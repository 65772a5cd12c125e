use std::io::Read;

use anyhow::{Error, Result};
use slack_notifier::{config::Config, notifier::SlackNotifier};
use tracing_subscriber::EnvFilter;

#[tokio::main]
async fn main() -> Result<(), Error> {
    tracing_subscriber::fmt()
        .with_env_filter(EnvFilter::from_default_env())
        .init();

    let config = Config::load()?;
    let notifier = SlackNotifier::new(&config)?;

    let mut payload = String::new();
    std::io::stdin().read_to_string(&mut payload)?;

    let event = serde_json::from_str(&payload)?;

    notifier.notify(event).await?;

    Ok(())
}
use serde::{Deserialize, Serialize};

use crate::models::message::MessageAttachment;

#[derive(Debug, Clone, Serialize)]
pub struct ChatMessage {
    pub channel: String,
    pub text: String,
    pub attachments: Vec<MessageAttachment>,
}

#[derive(Debug, Clone, Deserialize)]
pub struct ChatResponse {
    pub ok: bool,
    pub error: Option<String>,
}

- - - - -

Transcribe the listing above in full, so that every line matches exactly.

§ **SOLUTION**:
repository 65772a5cd12c125e
use std::io::Read;

use anyhow::{Error, Result};
use slack_notifier::{config::Config, notifier::SlackNotifier};
use tracing_subscriber::EnvFilter;

#[tokio::main]
async fn main() -> Result<(), Error> {
    tracing_subscriber::fmt()
        .with_env_filter(EnvFilter::from_default_env())
        .init();

    let config = Config::load()?;
    let notifier = SlackNotifier::new(&config)?;

    let mut payload = String::new();
    std::io::stdin().read_to_string(&mut payload)?;

    let event = serde_json::from_str(&payload)?;

    notifier.notify(event).await?;

    Ok(())
}
use serde::{Deserialize, Serialize};

use crate::models::message::MessageAttachment;

#[derive(Debug, Clone, Serialize)]
pub struct ChatMessage {
    pub channel: String,
    pub text: String,
    pub attachments: Vec<MessageAttachment>,
}

#[derive(Debug, Clone, Deserialize)]
pub struct ChatResponse {
    pub ok: bool,
    pub error: Option<String>,
}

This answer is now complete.